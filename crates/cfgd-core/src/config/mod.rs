//! Application configuration schemas.
//!
//! The configuration is deserialized from an optional TOML file merged with
//! `CFGD__`-prefixed environment variables via the `config` crate. Each
//! sub-module represents a logical configuration section.

pub mod datastore;
pub mod logging;
pub mod plugin;

use std::collections::BTreeMap;
use std::path::Path;

use serde::{Deserialize, Serialize};

pub use self::datastore::DatastoreConfig;
pub use self::logging::LoggingConfig;
pub use self::plugin::{PluginConfig, PluginRole};

use crate::error::AppError;

/// Root application configuration.
#[derive(Debug, Clone, Default, Serialize, Deserialize)]
pub struct AppConfig {
    /// Plugin discovery settings.
    #[serde(default)]
    pub plugins: PluginConfig,
    /// Candidate and running datastore locations.
    #[serde(default)]
    pub datastore: DatastoreConfig,
    /// Logging settings.
    #[serde(default)]
    pub logging: LoggingConfig,
    /// Free-form host options handed to plugins through their handle.
    #[serde(default)]
    pub options: BTreeMap<String, String>,
}

impl AppConfig {
    /// Load configuration.
    ///
    /// When `path` is given the file must exist; its format is taken from
    /// the extension. Environment variables such as
    /// `CFGD__PLUGINS__BACKEND_DIR` override file values.
    pub fn load(path: Option<&Path>) -> Result<Self, AppError> {
        let mut builder = config::Config::builder();
        if let Some(path) = path {
            builder = builder.add_source(config::File::from(path).required(true));
        }

        let config = builder
            .add_source(
                config::Environment::with_prefix("CFGD")
                    .separator("__")
                    .try_parsing(true),
            )
            .build()
            .map_err(|e| AppError::configuration(format!("Failed to build config: {e}")))?;

        config
            .try_deserialize()
            .map_err(|e| AppError::configuration(format!("Failed to deserialize config: {e}")))
    }

    /// Looks up a host option. Keys compare case-insensitively.
    pub fn option(&self, key: &str) -> Option<&str> {
        self.options
            .iter()
            .find(|(k, _)| k.eq_ignore_ascii_case(key))
            .map(|(_, v)| v.as_str())
    }
}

^^^^^^^^^^^^^^^^

→ **WHAT NEEDS TO BE DONE**
Restate the material word for word, leaving nothing out.

→ **COMPLETED EXERCISE**
filename crates/cfgd-core/src/config/mod.rs
//! Application configuration schemas.
//!
//! The configuration is deserialized from an optional TOML file merged with
//! `CFGD__`-prefixed environment variables via the `config` crate. Each
//! sub-module represents a logical configuration section.

pub mod datastore;
pub mod logging;
pub mod plugin;

use std::collections::BTreeMap;
use std::path::Path;

use serde::{Deserialize, Serialize};

pub use self::datastore::DatastoreConfig;
pub use self::logging::LoggingConfig;
pub use self::plugin::{PluginConfig, PluginRole};

use crate::error::AppError;

/// Root application configuration.
#[derive(Debug, Clone, Default, Serialize, Deserialize)]
pub struct AppConfig {
    /// Plugin discovery settings.
    #[serde(default)]
    pub plugins: PluginConfig,
    /// Candidate and running datastore locations.
    #[serde(default)]
    pub datastore: DatastoreConfig,
    /// Logging settings.
    #[serde(default)]
    pub logging: LoggingConfig,
    /// Free-form host options handed to plugins through their handle.
    #[serde(default)]
    pub options: BTreeMap<String, String>,
}

impl AppConfig {
    /// Load configuration.
    ///
    /// When `path` is given the file must exist; its format is taken from
    /// the extension. Environment variables such as
    /// `CFGD__PLUGINS__BACKEND_DIR` override file values.
    pub fn load(path: Option<&Path>) -> Result<Self, AppError> {
        let mut builder = config::Config::builder();
        if let Some(path) = path {
            builder = builder.add_source(config::File::from(path).required(true));
        }

        let config = builder
            .add_source(
                config::Environment::with_prefix("CFGD")
                    .separator("__")
                    .try_parsing(true),
            )
            .build()
            .map_err(|e| AppError::configuration(format!("Failed to build config: {e}")))?;

        config
            .try_deserialize()
            .map_err(|e| AppError::configuration(format!("Failed to deserialize config: {e}")))
    }

    /// Looks up a host option. Keys compare case-insensitively.
    pub fn option(&self, key: &str) -> Option<&str> {
        self.options
            .iter()
            .find(|(k, _)| k.eq_ignore_ascii_case(key))
            .map(|(_, v)| v.as_str())
    }
}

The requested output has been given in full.